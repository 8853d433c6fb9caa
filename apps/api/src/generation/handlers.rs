//! Axum route handlers for the generation form, the product/image picker, and generation.

use axum::{
    extract::{Path, State},
    Json,
};
use serde::Deserialize;
use uuid::Uuid;

use crate::errors::AppError;
use crate::generation::builder::FormUpdate;
use crate::generation::pipeline::run_generation;
use crate::models::catalog::Product;
use crate::session::SessionView;
use crate::state::AppState;

// ────────────────────────────────────────────────────────────────────────────
// Request types
// ────────────────────────────────────────────────────────────────────────────

#[derive(Debug, Deserialize)]
#[serde(tag = "action", rename_all = "snake_case")]
pub enum DialogAction {
    OpenProductPicker,
    Close,
}

#[derive(Debug, Deserialize)]
pub struct PickProductRequest {
    pub product: Product,
}

#[derive(Debug, Deserialize)]
pub struct ImageSelectionRequest {
    #[serde(default)]
    pub image_urls: Vec<String>,
}

#[derive(Debug, Deserialize)]
pub struct ImageUrlRequest {
    pub url: String,
}

// ────────────────────────────────────────────────────────────────────────────
// Handlers
// ────────────────────────────────────────────────────────────────────────────

/// PUT /api/v1/sessions/:id/form
pub async fn handle_update_form(
    State(state): State<AppState>,
    Path(session_id): Path<Uuid>,
    Json(update): Json<FormUpdate>,
) -> Result<Json<SessionView>, AppError> {
    let view = state
        .sessions
        .update(session_id, |session| {
            session.form.apply(update);
            Ok(session.view())
        })
        .await?;
    Ok(Json(view))
}

/// POST /api/v1/sessions/:id/dialog
pub async fn handle_dialog(
    State(state): State<AppState>,
    Path(session_id): Path<Uuid>,
    Json(action): Json<DialogAction>,
) -> Result<Json<SessionView>, AppError> {
    let view = state
        .sessions
        .update(session_id, |session| {
            match action {
                DialogAction::OpenProductPicker => session.open_product_picker()?,
                DialogAction::Close => session.close_dialog()?,
            }
            Ok(session.view())
        })
        .await?;
    Ok(Json(view))
}

/// POST /api/v1/sessions/:id/products
///
/// Picks a product from the search results and opens its image step.
pub async fn handle_pick_product(
    State(state): State<AppState>,
    Path(session_id): Path<Uuid>,
    Json(request): Json<PickProductRequest>,
) -> Result<Json<SessionView>, AppError> {
    let view = state
        .sessions
        .update(session_id, |session| {
            session.pick_product(request.product)?;
            Ok(session.view())
        })
        .await?;
    Ok(Json(view))
}

/// POST /api/v1/sessions/:id/products/images
pub async fn handle_complete_image_selection(
    State(state): State<AppState>,
    Path(session_id): Path<Uuid>,
    Json(request): Json<ImageSelectionRequest>,
) -> Result<Json<SessionView>, AppError> {
    let view = state
        .sessions
        .update(session_id, |session| {
            session.complete_image_selection(&request.image_urls)?;
            Ok(session.view())
        })
        .await?;
    Ok(Json(view))
}

/// DELETE /api/v1/sessions/:id/products/:product_id
///
/// Also drops the images picked from that product.
pub async fn handle_remove_product(
    State(state): State<AppState>,
    Path((session_id, product_id)): Path<(Uuid, String)>,
) -> Result<Json<SessionView>, AppError> {
    let view = state
        .sessions
        .update(session_id, |session| {
            session.selection.remove_product(&product_id)?;
            Ok(session.view())
        })
        .await?;
    Ok(Json(view))
}

/// POST /api/v1/sessions/:id/images
pub async fn handle_add_image(
    State(state): State<AppState>,
    Path(session_id): Path<Uuid>,
    Json(request): Json<ImageUrlRequest>,
) -> Result<Json<SessionView>, AppError> {
    let view = state
        .sessions
        .update(session_id, |session| {
            session.selection.add_manual_image(&request.url)?;
            Ok(session.view())
        })
        .await?;
    Ok(Json(view))
}

/// DELETE /api/v1/sessions/:id/images
pub async fn handle_remove_image(
    State(state): State<AppState>,
    Path(session_id): Path<Uuid>,
    Json(request): Json<ImageUrlRequest>,
) -> Result<Json<SessionView>, AppError> {
    let view = state
        .sessions
        .update(session_id, |session| {
            session.selection.remove_image(&request.url)?;
            Ok(session.view())
        })
        .await?;
    Ok(Json(view))
}

/// DELETE /api/v1/sessions/:id/selection
pub async fn handle_clear_selection(
    State(state): State<AppState>,
    Path(session_id): Path<Uuid>,
) -> Result<Json<SessionView>, AppError> {
    let view = state
        .sessions
        .update(session_id, |session| {
            session.clear_selection();
            Ok(session.view())
        })
        .await?;
    Ok(Json(view))
}

/// POST /api/v1/sessions/:id/generate
///
/// Validates the form, then runs the single `POST /generate` call.
/// Returns the session with the review open, or the error that ended the run.
pub async fn handle_generate(
    State(state): State<AppState>,
    Path(session_id): Path<Uuid>,
) -> Result<Json<SessionView>, AppError> {
    let view = run_generation(&state.sessions, state.backend.as_ref(), session_id).await?;
    Ok(Json(view))
}
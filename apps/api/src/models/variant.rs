use std::collections::BTreeMap;

use serde::{Deserialize, Serialize};

/// One candidate ad produced by `POST /generate`. Never mutated after receipt;
/// merchant edits live on `review::EditableVariant`.
#[derive(Debug, Clone, PartialEq, Serialize, Deserialize)]
#[serde(rename_all = "camelCase")]
pub struct GeneratedVariant {
    pub id: String,
    pub variant_number: u32,
    pub variant_type: String,
    pub headline: String,
    #[serde(default)]
    pub alternative_headlines: Vec<String>,
    pub primary_text: String,
    #[serde(default)]
    pub description: Option<String>,
    pub cta: String,
    #[serde(default)]
    pub cta_rationale: String,
    #[serde(default)]
    pub hook_technique: String,
    #[serde(default)]
    pub tone: String,
    /// 0–10
    pub predicted_score: f64,
    /// Named sub-scores, each 0–1.
    #[serde(default)]
    pub score_breakdown: BTreeMap<String, f64>,
}

#[derive(Debug, Clone, Default, PartialEq, Serialize, Deserialize)]
#[serde(rename_all = "camelCase")]
pub struct GenerationMetadata {
    #[serde(default)]
    pub generation_time_ms: u64,
    #[serde(default)]
    pub ai_cost: f64,
}

/// `data` payload of a successful `POST /generate`.
#[derive(Debug, Clone, Serialize, Deserialize)]
pub struct GenerationResult {
    pub variants: Vec<GeneratedVariant>,
    #[serde(default)]
    pub metadata: GenerationMetadata,
}

#[cfg(test)]
mod tests {
    use super::*;

    #[test]
    fn test_variant_deserializes_with_optional_fields_missing() {
        let json = serde_json::json!({
            "id": "v-1",
            "variantNumber": 1,
            "variantType": "benefit",
            "headline": "Boots that last",
            "primaryText": "Stitched by hand in Leon.",
            "cta": "Shop Now",
            "predictedScore": 7.4
        });
        let variant: GeneratedVariant = serde_json::from_value(json).unwrap();
        assert!(variant.alternative_headlines.is_empty());
        assert!(variant.description.is_none());
        assert!(variant.score_breakdown.is_empty());
        assert_eq!(variant.predicted_score, 7.4);
    }

    #[test]
    fn test_variant_requires_headline() {
        let json = serde_json::json!({
            "id": "v-1",
            "variantNumber": 1,
            "variantType": "benefit",
            "primaryText": "x",
            "cta": "Shop Now",
            "predictedScore": 5.0
        });
        assert!(serde_json::from_value::<GeneratedVariant>(json).is_err());
    }
}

### What the exercise asks
Write out the listing once more, matching it exactly.

### Reply
repository 8853d433c6fb9caa
filename apps/api/src/generation/handlers.rs
//! Axum route handlers for the generation form, the product/image picker, and generation.

use axum::{
    extract::{Path, State},
    Json,
};
use serde::Deserialize;
use uuid::Uuid;

use crate::errors::AppError;
use crate::generation::builder::FormUpdate;
use crate::generation::pipeline::run_generation;
use crate::models::catalog::Product;
use crate::session::SessionView;
use crate::state::AppState;

// ────────────────────────────────────────────────────────────────────────────
// Request types
// ────────────────────────────────────────────────────────────────────────────

#[derive(Debug, Deserialize)]
#[serde(tag = "action", rename_all = "snake_case")]
pub enum DialogAction {
    OpenProductPicker,
    Close,
}

#[derive(Debug, Deserialize)]
pub struct PickProductRequest {
    pub product: Product,
}

#[derive(Debug, Deserialize)]
pub struct ImageSelectionRequest {
    #[serde(default)]
    pub image_urls: Vec<String>,
}

#[derive(Debug, Deserialize)]
pub struct ImageUrlRequest {
    pub url: String,
}

// ────────────────────────────────────────────────────────────────────────────
// Handlers
// ────────────────────────────────────────────────────────────────────────────

/// PUT /api/v1/sessions/:id/form
pub async fn handle_update_form(
    State(state): State<AppState>,
    Path(session_id): Path<Uuid>,
    Json(update): Json<FormUpdate>,
) -> Result<Json<SessionView>, AppError> {
    let view = state
        .sessions
        .update(session_id, |session| {
            session.form.apply(update);
            Ok(session.view())
        })
        .await?;
    Ok(Json(view))
}

/// POST /api/v1/sessions/:id/dialog
pub async fn handle_dialog(
    State(state): State<AppState>,
    Path(session_id): Path<Uuid>,
    Json(action): Json<DialogAction>,
) -> Result<Json<SessionView>, AppError> {
    let view = state
        .sessions
        .update(session_id, |session| {
            match action {
                DialogAction::OpenProductPicker => session.open_product_picker()?,
                DialogAction::Close => session.close_dialog()?,
            }
            Ok(session.view())
        })
        .await?;
    Ok(Json(view))
}

/// POST /api/v1/sessions/:id/products
///
/// Picks a product from the search results and opens its image step.
pub async fn handle_pick_product(
    State(state): State<AppState>,
    Path(session_id): Path<Uuid>,
    Json(request): Json<PickProductRequest>,
) -> Result<Json<SessionView>, AppError> {
    let view = state
        .sessions
        .update(session_id, |session| {
            session.pick_product(request.product)?;
            Ok(session.view())
        })
        .await?;
    Ok(Json(view))
}

/// POST /api/v1/sessions/:id/products/images
pub async fn handle_complete_image_selection(
    State(state): State<AppState>,
    Path(session_id): Path<Uuid>,
    Json(request): Json<ImageSelectionRequest>,
) -> Result<Json<SessionView>, AppError> {
    let view = state
        .sessions
        .update(session_id, |session| {
            session.complete_image_selection(&request.image_urls)?;
            Ok(session.view())
        })
        .await?;
    Ok(Json(view))
}

/// DELETE /api/v1/sessions/:id/products/:product_id
///
/// Also drops the images picked from that product.
pub async fn handle_remove_product(
    State(state): State<AppState>,
    Path((session_id, product_id)): Path<(Uuid, String)>,
) -> Result<Json<SessionView>, AppError> {
    let view = state
        .sessions
        .update(session_id, |session| {
            session.selection.remove_product(&product_id)?;
            Ok(session.view())
        })
        .await?;
    Ok(Json(view))
}

/// POST /api/v1/sessions/:id/images
pub async fn handle_add_image(
    State(state): State<AppState>,
    Path(session_id): Path<Uuid>,
    Json(request): Json<ImageUrlRequest>,
) -> Result<Json<SessionView>, AppError> {
    let view = state
        .sessions
        .update(session_id, |session| {
            session.selection.add_manual_image(&request.url)?;
            Ok(session.view())
        })
        .await?;
    Ok(Json(view))
}

/// DELETE /api/v1/sessions/:id/images
pub async fn handle_remove_image(
    State(state): State<AppState>,
    Path(session_id): Path<Uuid>,
    Json(request): Json<ImageUrlRequest>,
) -> Result<Json<SessionView>, AppError> {
    let view = state
        .sessions
        .update(session_id, |session| {
            session.selection.remove_image(&request.url)?;
            Ok(session.view())
        })
        .await?;
    Ok(Json(view))
}

/// DELETE /api/v1/sessions/:id/selection
pub async fn handle_clear_selection(
    State(state): State<AppState>,
    Path(session_id): Path<Uuid>,
) -> Result<Json<SessionView>, AppError> {
    let view = state
        .sessions
        .update(session_id, |session| {
            session.clear_selection();
            Ok(session.view())
        })
        .await?;
    Ok(Json(view))
}

/// POST /api/v1/sessions/:id/generate
///
/// Validates the form, then runs the single `POST /generate` call.
/// Returns the session with the review open, or the error that ended the run.
pub async fn handle_generate(
    State(state): State<AppState>,
    Path(session_id): Path<Uuid>,
) -> Result<Json<SessionView>, AppError> {
    let view = run_generation(&state.sessions, state.backend.as_ref(), session_id).await?;
    Ok(Json(view))
}
filename apps/api/src/models/variant.rs
use std::collections::BTreeMap;

use serde::{Deserialize, Serialize};

/// One candidate ad produced by `POST /generate`. Never mutated after receipt;
/// merchant edits live on `review::EditableVariant`.
#[derive(Debug, Clone, PartialEq, Serialize, Deserialize)]
#[serde(rename_all = "camelCase")]
pub struct GeneratedVariant {
    pub id: String,
    pub variant_number: u32,
    pub variant_type: String,
    pub headline: String,
    #[serde(default)]
    pub alternative_headlines: Vec<String>,
    pub primary_text: String,
    #[serde(default)]
    pub description: Option<String>,
    pub cta: String,
    #[serde(default)]
    pub cta_rationale: String,
    #[serde(default)]
    pub hook_technique: String,
    #[serde(default)]
    pub tone: String,
    /// 0–10
    pub predicted_score: f64,
    /// Named sub-scores, each 0–1.
    #[serde(default)]
    pub score_breakdown: BTreeMap<String, f64>,
}

#[derive(Debug, Clone, Default, PartialEq, Serialize, Deserialize)]
#[serde(rename_all = "camelCase")]
pub struct GenerationMetadata {
    #[serde(default)]
    pub generation_time_ms: u64,
    #[serde(default)]
    pub ai_cost: f64,
}

/// `data` payload of a successful `POST /generate`.
#[derive(Debug, Clone, Serialize, Deserialize)]
pub struct GenerationResult {
    pub variants: Vec<GeneratedVariant>,
    #[serde(default)]
    pub metadata: GenerationMetadata,
}

#[cfg(test)]
mod tests {
    use super::*;

    #[test]
    fn test_variant_deserializes_with_optional_fields_missing() {
        let json = serde_json::json!({
            "id": "v-1",
            "variantNumber": 1,
            "variantType": "benefit",
            "headline": "Boots that last",
            "primaryText": "Stitched by hand in Leon.",
            "cta": "Shop Now",
            "predictedScore": 7.4
        });
        let variant: GeneratedVariant = serde_json::from_value(json).unwrap();
        assert!(variant.alternative_headlines.is_empty());
        assert!(variant.description.is_none());
        assert!(variant.score_breakdown.is_empty());
        assert_eq!(variant.predicted_score, 7.4);
    }

    #[test]
    fn test_variant_requires_headline() {
        let json = serde_json::json!({
            "id": "v-1",
            "variantNumber": 1,
            "variantType": "benefit",
            "primaryText": "x",
            "cta": "Shop Now",
            "predictedScore": 5.0
        });
        assert!(serde_json::from_value::<GeneratedVariant>(json).is_err());
    }
}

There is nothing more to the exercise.